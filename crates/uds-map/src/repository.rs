//! Rule-set repository for persisting and reloading compiled crosswalks.
//!
//! Rule sets are stored as JSON files named `{stem}_mappings.json`, written
//! with four-space indentation so regenerated files diff cleanly against the
//! curated ones. Loading accepts any `.json` file in the directory.

use std::fs;
use std::path::{Path, PathBuf};

use anyhow::{Context, Result};
use serde::Serialize;
use serde_json::ser::{PrettyFormatter, Serializer};
use tracing::debug;

use uds_model::RuleSet;

/// Suffix appended to the input stem when saving.
const FILE_SUFFIX: &str = "_mappings.json";

/// Repository for storing and retrieving compiled rule sets.
#[derive(Debug, Clone)]
pub struct RuleSetRepository {
    /// Directory holding the rule-set files.
    base_dir: PathBuf,
}

/// A rule set together with the file it was read from.
#[derive(Debug, Clone)]
pub struct StoredRuleSet {
    /// File name without directory.
    pub name: String,
    /// Full path of the source file.
    pub path: PathBuf,
    /// The parsed rules.
    pub rules: RuleSet,
}

impl RuleSetRepository {
    /// Create a repository at the given directory, creating it if needed.
    pub fn new(base_dir: impl Into<PathBuf>) -> Result<Self> {
        let base_dir = base_dir.into();
        fs::create_dir_all(&base_dir).with_context(|| {
            format!(
                "Failed to create rule-set repository: {}",
                base_dir.display()
            )
        })?;
        Ok(Self { base_dir })
    }

    /// Open an existing repository directory.
    pub fn open(base_dir: impl Into<PathBuf>) -> Result<Self> {
        let base_dir = base_dir.into();
        if !base_dir.is_dir() {
            anyhow::bail!("rule-set directory not found: {}", base_dir.display());
        }
        Ok(Self { base_dir })
    }

    /// Save a rule set as `{stem}_mappings.json`.
    pub fn save(&self, stem: &str, rules: &RuleSet) -> Result<PathBuf> {
        let path = self.base_dir.join(format!("{stem}{FILE_SUFFIX}"));
        let json = to_json_string(rules)
            .with_context(|| format!("Failed to serialize rule set for {stem}"))?;
        fs::write(&path, json)
            .with_context(|| format!("Failed to write rule set to {}", path.display()))?;
        debug!(path = %path.display(), entries = rules.len(), "saved rule set");
        Ok(path)
    }

    /// List the `.json` files in the repository, sorted by file name.
    pub fn list(&self) -> Result<Vec<PathBuf>> {
        let mut paths = Vec::new();
        for entry in fs::read_dir(&self.base_dir).with_context(|| {
            format!(
                "Failed to read rule-set repository: {}",
                self.base_dir.display()
            )
        })? {
            let path = entry?.path();
            let is_json = path
                .extension()
                .and_then(|ext| ext.to_str())
                .is_some_and(|ext| ext.eq_ignore_ascii_case("json"));
            if path.is_file() && is_json {
                paths.push(path);
            }
        }
        paths.sort();
        Ok(paths)
    }

    /// Load every rule set in the repository, in file-name order.
    pub fn load_all(&self) -> Result<Vec<StoredRuleSet>> {
        self.list()?
            .into_iter()
            .map(|path| {
                let rules = load_rule_set(&path)?;
                let name = path
                    .file_name()
                    .and_then(|n| n.to_str())
                    .unwrap_or_default()
                    .to_string();
                Ok(StoredRuleSet { name, path, rules })
            })
            .collect()
    }
}

/// Read and parse a single rule-set file.
pub fn load_rule_set(path: &Path) -> Result<RuleSet> {
    let contents = fs::read_to_string(path)
        .with_context(|| format!("Failed to read rule set from {}", path.display()))?;
    let rules: RuleSet = serde_json::from_str(&contents)
        .with_context(|| format!("Failed to parse rule set from {}", path.display()))?;
    Ok(rules)
}

/// Serialize a rule set with four-space indentation.
pub fn to_json_string(rules: &RuleSet) -> Result<String> {
    let mut buffer = Vec::new();
    let formatter = PrettyFormatter::with_indent(b"    ");
    let mut serializer = Serializer::with_formatter(&mut buffer, formatter);
    rules.serialize(&mut serializer)?;
    Ok(String::from_utf8(buffer)?)
}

== ASSIGNED TASK ==
Every line of the data above should be reproduced word for word.

== OUTPUT FOR THIS TASK ==
filename crates/uds-map/src/repository.rs
//! Rule-set repository for persisting and reloading compiled crosswalks.
//!
//! Rule sets are stored as JSON files named `{stem}_mappings.json`, written
//! with four-space indentation so regenerated files diff cleanly against the
//! curated ones. Loading accepts any `.json` file in the directory.

use std::fs;
use std::path::{Path, PathBuf};

use anyhow::{Context, Result};
use serde::Serialize;
use serde_json::ser::{PrettyFormatter, Serializer};
use tracing::debug;

use uds_model::RuleSet;

/// Suffix appended to the input stem when saving.
const FILE_SUFFIX: &str = "_mappings.json";

/// Repository for storing and retrieving compiled rule sets.
#[derive(Debug, Clone)]
pub struct RuleSetRepository {
    /// Directory holding the rule-set files.
    base_dir: PathBuf,
}

/// A rule set together with the file it was read from.
#[derive(Debug, Clone)]
pub struct StoredRuleSet {
    /// File name without directory.
    pub name: String,
    /// Full path of the source file.
    pub path: PathBuf,
    /// The parsed rules.
    pub rules: RuleSet,
}

impl RuleSetRepository {
    /// Create a repository at the given directory, creating it if needed.
    pub fn new(base_dir: impl Into<PathBuf>) -> Result<Self> {
        let base_dir = base_dir.into();
        fs::create_dir_all(&base_dir).with_context(|| {
            format!(
                "Failed to create rule-set repository: {}",
                base_dir.display()
            )
        })?;
        Ok(Self { base_dir })
    }

    /// Open an existing repository directory.
    pub fn open(base_dir: impl Into<PathBuf>) -> Result<Self> {
        let base_dir = base_dir.into();
        if !base_dir.is_dir() {
            anyhow::bail!("rule-set directory not found: {}", base_dir.display());
        }
        Ok(Self { base_dir })
    }

    /// Save a rule set as `{stem}_mappings.json`.
    pub fn save(&self, stem: &str, rules: &RuleSet) -> Result<PathBuf> {
        let path = self.base_dir.join(format!("{stem}{FILE_SUFFIX}"));
        let json = to_json_string(rules)
            .with_context(|| format!("Failed to serialize rule set for {stem}"))?;
        fs::write(&path, json)
            .with_context(|| format!("Failed to write rule set to {}", path.display()))?;
        debug!(path = %path.display(), entries = rules.len(), "saved rule set");
        Ok(path)
    }

    /// List the `.json` files in the repository, sorted by file name.
    pub fn list(&self) -> Result<Vec<PathBuf>> {
        let mut paths = Vec::new();
        for entry in fs::read_dir(&self.base_dir).with_context(|| {
            format!(
                "Failed to read rule-set repository: {}",
                self.base_dir.display()
            )
        })? {
            let path = entry?.path();
            let is_json = path
                .extension()
                .and_then(|ext| ext.to_str())
                .is_some_and(|ext| ext.eq_ignore_ascii_case("json"));
            if path.is_file() && is_json {
                paths.push(path);
            }
        }
        paths.sort();
        Ok(paths)
    }

    /// Load every rule set in the repository, in file-name order.
    pub fn load_all(&self) -> Result<Vec<StoredRuleSet>> {
        self.list()?
            .into_iter()
            .map(|path| {
                let rules = load_rule_set(&path)?;
                let name = path
                    .file_name()
                    .and_then(|n| n.to_str())
                    .unwrap_or_default()
                    .to_string();
                Ok(StoredRuleSet { name, path, rules })
            })
            .collect()
    }
}

/// Read and parse a single rule-set file.
pub fn load_rule_set(path: &Path) -> Result<RuleSet> {
    let contents = fs::read_to_string(path)
        .with_context(|| format!("Failed to read rule set from {}", path.display()))?;
    let rules: RuleSet = serde_json::from_str(&contents)
        .with_context(|| format!("Failed to parse rule set from {}", path.display()))?;
    Ok(rules)
}

/// Serialize a rule set with four-space indentation.
pub fn to_json_string(rules: &RuleSet) -> Result<String> {
    let mut buffer = Vec::new();
    let formatter = PrettyFormatter::with_indent(b"    ");
    let mut serializer = Serializer::with_formatter(&mut buffer, formatter);
    rules.serialize(&mut serializer)?;
    Ok(String::from_utf8(buffer)?)
}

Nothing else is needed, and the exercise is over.